__Problem statement__:
Search the material and gather each line with "impl" in it.

__Raw data__:
■ ■ ■ ■
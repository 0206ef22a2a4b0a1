//! Web-server configuration rendering.
//!
//! [`render`] is pure: the same inputs always produce the same text. Writing
//! the result to disk is the separate [`RenderedConfig::write_atomic`] step.

mod apache;
mod nginx;

use std::path::{Path, PathBuf};

use crate::clienv::{Layout, Ports};
use crate::error::{PanelError, Result};
use crate::fsutil;
use crate::module::{InstallRef, ModuleKind, PhpBinding};
use crate::topology::{StackPlan, Topology};

/// Loopback FastCGI address PHP binds to and every web config points at.
pub const PHP_FASTCGI_HOST: &str = "127.0.0.1";
pub const PHP_FASTCGI_PORT: u16 = 9000;

pub const DEFAULT_SITE: &str = "localhost";

pub fn php_fastcgi_address() -> String {
    format!("{}:{}", PHP_FASTCGI_HOST, PHP_FASTCGI_PORT)
}

/// Everything a renderer may embed.
#[derive(Debug, Clone, PartialEq, Eq)]
pub struct RenderPaths {
    pub userdata_dir: PathBuf,
    pub sites_dir: PathBuf,
    pub module_logs_dir: PathBuf,
    pub sites: Vec<String>,
    pub php: Option<PhpBinding>,
    pub apache: Option<InstallRef>,
    pub nginx: Option<InstallRef>,
    pub ports: Ports,
}

impl RenderPaths {
    /// Layout paths and the current site list, with no installs selected.
    pub fn new(layout: &Layout) -> Result<Self> {
        Ok(Self {
            userdata_dir: layout.userdata_dir(),
            sites_dir: layout.sites_dir(),
            module_logs_dir: layout.module_logs_dir(),
            sites: layout.site_names()?,
            php: None,
            apache: None,
            nginx: None,
            ports: layout.ports,
        })
    }

    pub fn from_plan(layout: &Layout, plan: &StackPlan) -> Result<Self> {
        Ok(Self {
            php: plan.php.clone(),
            apache: plan.apache.clone(),
            nginx: plan.nginx.clone(),
            ..Self::new(layout)?
        })
    }

    /// Sorted, de-duplicated site names with the default site first.
    pub fn site_list(&self) -> Vec<String> {
        let mut sites: Vec<String> = self
            .sites
            .iter()
            .map(|s| s.trim().to_string())
            .filter(|s| !s.is_empty() && s != DEFAULT_SITE)
            .collect();
        sites.sort();
        sites.dedup();
        sites.insert(0, DEFAULT_SITE.to_string());
        sites
    }

    pub(crate) fn site_root(&self, site: &str) -> String {
        slash_path(&self.sites_dir.join(site))
    }
}

/// Output of one render: the text and where it belongs.
#[derive(Debug, Clone, PartialEq, Eq)]
pub struct RenderedConfig {
    pub server: ModuleKind,
    pub topology: Topology,
    pub target: PathBuf,
    pub text: String,
}

impl RenderedConfig {
    pub fn write_atomic(&self) -> Result<()> {
        fsutil::write_atomic(&self.target, self.text.as_bytes()).map_err(|source| {
            PanelError::ConfigWriteFailure {
                path: self.target.clone(),
                source,
            }
        })?;
        tracing::debug!(server = %self.server, path = %self.target.display(), "Wrote config");
        Ok(())
    }
}

/// Config file of `server` under `topology` (`userdata/apache_hybrid.conf`, ...).
pub fn target_path(server: ModuleKind, topology: Topology, userdata_dir: &Path) -> PathBuf {
    let suffix = if topology == Topology::Hybrid {
        "_hybrid"
    } else {
        ""
    };
    userdata_dir.join(format!("{}{}.conf", server.as_str(), suffix))
}

pub fn render(server: ModuleKind, topology: Topology, paths: &RenderPaths) -> Result<RenderedConfig> {
    let is_web = matches!(server, ModuleKind::Apache | ModuleKind::Nginx);
    if !is_web || !topology.runs(server) {
        return Err(PanelError::NotInTopology { server, topology });
    }

    // both servers hand .php requests to the FastCGI runtime
    if paths.php.is_none() {
        return Err(PanelError::MissingDependency {
            module: ModuleKind::Php,
            detail: format!("{} needs a PHP runtime", server),
        });
    }
    let missing_self = || PanelError::MissingDependency {
        module: server,
        detail: "no installed version selected".to_string(),
    };

    let text = match server {
        ModuleKind::Apache => {
            let install = paths.apache.as_ref().ok_or_else(missing_self)?;
            apache::render(topology, install, paths)
        }
        _ => {
            let install = paths.nginx.as_ref().ok_or_else(missing_self)?;
            nginx::render(topology, install, paths)
        }
    };

    Ok(RenderedConfig {
        server,
        topology,
        target: target_path(server, topology, &paths.userdata_dir),
        text,
    })
}

/// Path with forward slashes, the form both servers accept on every platform.
pub(crate) fn slash_path(path: &Path) -> String {
    path.to_string_lossy().replace('\\', "/")
}

/// Line-oriented text builder with fixed 4-space indentation.
pub(crate) struct ConfigText {
    out: String,
}

impl ConfigText {
    pub(crate) fn new() -> Self {
        Self { out: String::new() }
    }

    pub(crate) fn line(&mut self, indent: usize, text: impl AsRef<str>) -> &mut Self {
        for _ in 0..indent {
            self.out.push_str("    ");
        }
        self.out.push_str(text.as_ref());
        self.out.push('\n');
        self
    }

    pub(crate) fn blank(&mut self) -> &mut Self {
        self.out.push('\n');
        self
    }

    pub(crate) fn finish(self) -> String {
        self.out
    }
}

#[cfg(test)]
mod tests {
    use super::*;

    pub(crate) fn paths(php_version: &str) -> RenderPaths {
        RenderPaths {
            userdata_dir: PathBuf::from("/srv/peresvet/userdata"),
            sites_dir: PathBuf::from("/srv/peresvet/sites"),
            module_logs_dir: PathBuf::from("/srv/peresvet/userdata/modules_logs"),
            sites: vec!["shop.test".into(), "blog.test".into(), "shop.test".into()],
            php: Some(
                PhpBinding::new(InstallRef::new(
                    php_version,
                    format!("/srv/peresvet/bin/php/{}", php_version),
                ))
                .unwrap(),
            ),
            apache: Some(InstallRef::new(
                "2.4.58",
                "/srv/peresvet/bin/apache/2.4.58/Apache24",
            )),
            nginx: Some(InstallRef::new(
                "1.24.0",
                "/srv/peresvet/bin/nginx/1.24.0/nginx-1.24.0",
            )),
            ports: Ports::default(),
        }
    }

    #[test]
    fn target_paths_per_topology() {
        let dir = Path::new("/u");
        assert_eq!(
            target_path(ModuleKind::Apache, Topology::ApacheOnly, dir),
            PathBuf::from("/u/apache.conf")
        );
        assert_eq!(
            target_path(ModuleKind::Apache, Topology::Hybrid, dir),
            PathBuf::from("/u/apache_hybrid.conf")
        );
        assert_eq!(
            target_path(ModuleKind::Nginx, Topology::NginxOnly, dir),
            PathBuf::from("/u/nginx.conf")
        );
        assert_eq!(
            target_path(ModuleKind::Nginx, Topology::Hybrid, dir),
            PathBuf::from("/u/nginx_hybrid.conf")
        );
    }

    #[test]
    fn site_list_puts_localhost_first() {
        let mut p = paths("8.2.12");
        p.sites.push("localhost".into());
        assert_eq!(p.site_list(), vec!["localhost", "blog.test", "shop.test"]);
    }

    #[test]
    fn render_is_deterministic() {
        for (server, topology) in [
            (ModuleKind::Apache, Topology::ApacheOnly),
            (ModuleKind::Apache, Topology::Hybrid),
            (ModuleKind::Nginx, Topology::NginxOnly),
            (ModuleKind::Nginx, Topology::Hybrid),
        ] {
            let a = render(server, topology, &paths("8.2.12")).unwrap();
            let b = render(server, topology, &paths("8.2.12")).unwrap();
            assert_eq!(a, b);
        }
    }

    #[test]
    fn php_version_swap_changes_only_version_segments() {
        for (server, topology) in [
            (ModuleKind::Apache, Topology::ApacheOnly),
            (ModuleKind::Apache, Topology::Hybrid),
            (ModuleKind::Nginx, Topology::NginxOnly),
        ] {
            let old = render(server, topology, &paths("8.2.12")).unwrap().text;
            let new = render(server, topology, &paths("8.3.4")).unwrap().text;
            assert_eq!(old.replace("8.2.12", "8.3.4"), new);

            // a major-version swap changes nothing but the version either
            let legacy = render(server, topology, &paths("7.4.33")).unwrap().text;
            assert_eq!(legacy.replace("7.4.33", "8.2.12"), old);
        }
    }

    #[test]
    fn render_requires_php() {
        let mut p = paths("8.2.12");
        p.php = None;
        assert!(matches!(
            render(ModuleKind::Nginx, Topology::NginxOnly, &p),
            Err(PanelError::MissingDependency {
                module: ModuleKind::Php,
                ..
            })
        ));
    }

    #[test]
    fn render_requires_own_install() {
        let mut p = paths("8.2.12");
        p.apache = None;
        assert!(matches!(
            render(ModuleKind::Apache, Topology::ApacheOnly, &p),
            Err(PanelError::MissingDependency {
                module: ModuleKind::Apache,
                ..
            })
        ));
    }

    #[test]
    fn render_outside_topology_is_rejected() {
        let p = paths("8.2.12");
        assert!(matches!(
            render(ModuleKind::Nginx, Topology::ApacheOnly, &p),
            Err(PanelError::NotInTopology { .. })
        ));
        assert!(matches!(
            render(ModuleKind::Php, Topology::Hybrid, &p),
            Err(PanelError::NotInTopology { .. })
        ));
    }

    #[test]
    fn every_config_points_at_the_same_fastcgi_upstream() {
        let p = paths("8.2.12");
        let apache = render(ModuleKind::Apache, Topology::ApacheOnly, &p).unwrap();
        let nginx = render(ModuleKind::Nginx, Topology::NginxOnly, &p).unwrap();
        assert!(apache.text.contains(&format!("proxy:fcgi://{}", php_fastcgi_address())));
        assert!(nginx.text.contains(&format!("fastcgi_pass {};", php_fastcgi_address())));
    }

    #[test]
    fn write_atomic_reports_config_write_failure() {
        let dir = tempfile::tempdir().unwrap();
        let blocker = dir.path().join("userdata");
        std::fs::write(&blocker, "a file, not a directory").unwrap();

        let mut p = paths("8.2.12");
        p.userdata_dir = blocker;
        let rendered = render(ModuleKind::Nginx, Topology::NginxOnly, &p).unwrap();

        assert!(matches!(
            rendered.write_atomic(),
            Err(PanelError::ConfigWriteFailure { .. })
        ));
    }
}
■ ■ ■ ■
__Exercise answer__:
impl RenderPaths {
impl RenderedConfig {
impl ConfigText {
    pub(crate) fn line(&mut self, indent: usize, text: impl AsRef<str>) -> &mut Self {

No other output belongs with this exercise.